» **Work instructions**
Go line by line through the entries below and copy those containing the string "MemoryStore".

-------- Provided records

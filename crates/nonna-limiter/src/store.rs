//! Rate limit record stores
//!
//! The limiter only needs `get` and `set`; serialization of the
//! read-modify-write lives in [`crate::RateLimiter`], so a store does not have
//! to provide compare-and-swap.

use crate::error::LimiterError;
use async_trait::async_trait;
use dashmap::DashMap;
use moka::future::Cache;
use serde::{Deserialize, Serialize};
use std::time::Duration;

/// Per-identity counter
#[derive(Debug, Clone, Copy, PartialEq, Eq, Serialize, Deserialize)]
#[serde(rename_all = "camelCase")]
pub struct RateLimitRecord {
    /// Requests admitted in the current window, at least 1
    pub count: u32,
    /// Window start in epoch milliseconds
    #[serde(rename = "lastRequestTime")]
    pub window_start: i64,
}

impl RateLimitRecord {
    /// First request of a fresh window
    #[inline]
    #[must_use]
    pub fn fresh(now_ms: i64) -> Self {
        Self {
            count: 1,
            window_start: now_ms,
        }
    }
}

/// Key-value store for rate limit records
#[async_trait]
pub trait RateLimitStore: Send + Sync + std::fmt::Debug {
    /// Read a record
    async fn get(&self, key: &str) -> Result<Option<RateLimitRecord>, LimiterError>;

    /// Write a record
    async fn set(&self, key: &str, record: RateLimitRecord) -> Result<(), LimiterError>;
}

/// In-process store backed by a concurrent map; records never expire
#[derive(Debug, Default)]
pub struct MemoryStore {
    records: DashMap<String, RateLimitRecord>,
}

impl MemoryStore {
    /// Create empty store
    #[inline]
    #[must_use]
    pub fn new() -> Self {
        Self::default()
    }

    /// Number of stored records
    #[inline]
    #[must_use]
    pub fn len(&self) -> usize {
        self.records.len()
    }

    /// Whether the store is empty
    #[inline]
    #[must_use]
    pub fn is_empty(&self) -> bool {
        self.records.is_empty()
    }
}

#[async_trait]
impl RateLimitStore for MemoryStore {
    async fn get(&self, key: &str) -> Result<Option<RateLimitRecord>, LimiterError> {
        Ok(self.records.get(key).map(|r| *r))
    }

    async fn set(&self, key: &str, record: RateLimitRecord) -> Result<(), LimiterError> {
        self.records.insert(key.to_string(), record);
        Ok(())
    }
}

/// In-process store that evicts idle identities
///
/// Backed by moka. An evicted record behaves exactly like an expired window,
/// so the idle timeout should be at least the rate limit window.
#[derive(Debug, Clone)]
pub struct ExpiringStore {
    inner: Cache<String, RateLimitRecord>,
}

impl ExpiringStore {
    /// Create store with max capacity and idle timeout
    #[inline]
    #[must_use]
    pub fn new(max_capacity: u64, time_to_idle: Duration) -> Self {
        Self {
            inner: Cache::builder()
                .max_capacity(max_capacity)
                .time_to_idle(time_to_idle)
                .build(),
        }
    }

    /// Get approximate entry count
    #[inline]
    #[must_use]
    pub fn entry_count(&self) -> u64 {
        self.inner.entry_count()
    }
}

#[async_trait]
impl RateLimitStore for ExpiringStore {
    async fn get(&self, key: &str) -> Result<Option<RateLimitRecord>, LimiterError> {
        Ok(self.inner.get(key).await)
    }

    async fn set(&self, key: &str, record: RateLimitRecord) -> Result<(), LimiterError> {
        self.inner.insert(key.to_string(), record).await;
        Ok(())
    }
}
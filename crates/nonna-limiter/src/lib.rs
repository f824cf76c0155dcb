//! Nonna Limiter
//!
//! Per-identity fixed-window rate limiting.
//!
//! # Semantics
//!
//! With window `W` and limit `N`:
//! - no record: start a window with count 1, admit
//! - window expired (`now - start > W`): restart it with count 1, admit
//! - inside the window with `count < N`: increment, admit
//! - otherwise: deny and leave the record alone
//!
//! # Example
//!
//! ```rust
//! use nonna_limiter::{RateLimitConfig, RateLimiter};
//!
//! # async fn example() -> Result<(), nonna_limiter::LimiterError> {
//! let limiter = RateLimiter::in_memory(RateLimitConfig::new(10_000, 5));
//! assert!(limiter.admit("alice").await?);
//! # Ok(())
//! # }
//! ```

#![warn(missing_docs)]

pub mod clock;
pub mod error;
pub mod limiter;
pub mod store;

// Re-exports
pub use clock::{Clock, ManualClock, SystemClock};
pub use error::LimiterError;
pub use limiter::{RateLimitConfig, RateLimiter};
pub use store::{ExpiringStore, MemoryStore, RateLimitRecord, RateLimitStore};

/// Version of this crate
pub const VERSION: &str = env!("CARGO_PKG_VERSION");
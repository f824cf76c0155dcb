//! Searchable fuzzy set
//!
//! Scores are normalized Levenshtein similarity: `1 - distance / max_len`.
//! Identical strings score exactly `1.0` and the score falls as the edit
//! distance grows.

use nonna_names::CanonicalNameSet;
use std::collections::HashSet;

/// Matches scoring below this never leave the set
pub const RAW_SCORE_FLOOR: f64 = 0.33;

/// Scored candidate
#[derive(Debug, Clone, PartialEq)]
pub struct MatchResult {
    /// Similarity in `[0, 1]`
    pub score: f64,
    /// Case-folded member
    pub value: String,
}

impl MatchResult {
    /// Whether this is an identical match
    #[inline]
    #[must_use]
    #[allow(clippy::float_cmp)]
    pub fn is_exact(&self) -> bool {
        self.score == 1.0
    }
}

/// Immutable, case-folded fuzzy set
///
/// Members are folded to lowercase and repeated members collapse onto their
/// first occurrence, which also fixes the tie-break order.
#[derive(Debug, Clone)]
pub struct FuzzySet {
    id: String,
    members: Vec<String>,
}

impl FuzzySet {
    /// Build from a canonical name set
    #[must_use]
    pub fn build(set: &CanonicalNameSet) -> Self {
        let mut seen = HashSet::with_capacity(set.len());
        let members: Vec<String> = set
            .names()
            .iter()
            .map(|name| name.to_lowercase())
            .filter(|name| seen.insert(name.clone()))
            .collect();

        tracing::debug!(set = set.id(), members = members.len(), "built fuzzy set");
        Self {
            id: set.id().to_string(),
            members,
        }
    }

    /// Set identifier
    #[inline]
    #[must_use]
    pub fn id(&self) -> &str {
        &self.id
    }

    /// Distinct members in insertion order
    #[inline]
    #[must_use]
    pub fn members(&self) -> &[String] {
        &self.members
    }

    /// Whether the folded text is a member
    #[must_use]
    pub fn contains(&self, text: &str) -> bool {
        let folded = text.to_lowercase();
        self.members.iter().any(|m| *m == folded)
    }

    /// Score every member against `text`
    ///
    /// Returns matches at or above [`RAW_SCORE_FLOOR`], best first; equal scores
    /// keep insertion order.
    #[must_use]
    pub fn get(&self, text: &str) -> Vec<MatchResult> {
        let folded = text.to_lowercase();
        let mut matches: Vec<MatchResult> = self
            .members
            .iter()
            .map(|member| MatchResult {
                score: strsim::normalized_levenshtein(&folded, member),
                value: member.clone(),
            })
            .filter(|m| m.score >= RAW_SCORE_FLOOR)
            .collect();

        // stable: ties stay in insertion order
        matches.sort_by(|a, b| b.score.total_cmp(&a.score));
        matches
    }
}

----------------

» **Expected output**
pub struct MemoryStore {
impl MemoryStore {
impl RateLimitStore for MemoryStore {
pub use store::{ExpiringStore, MemoryStore, RateLimitRecord, RateLimitStore};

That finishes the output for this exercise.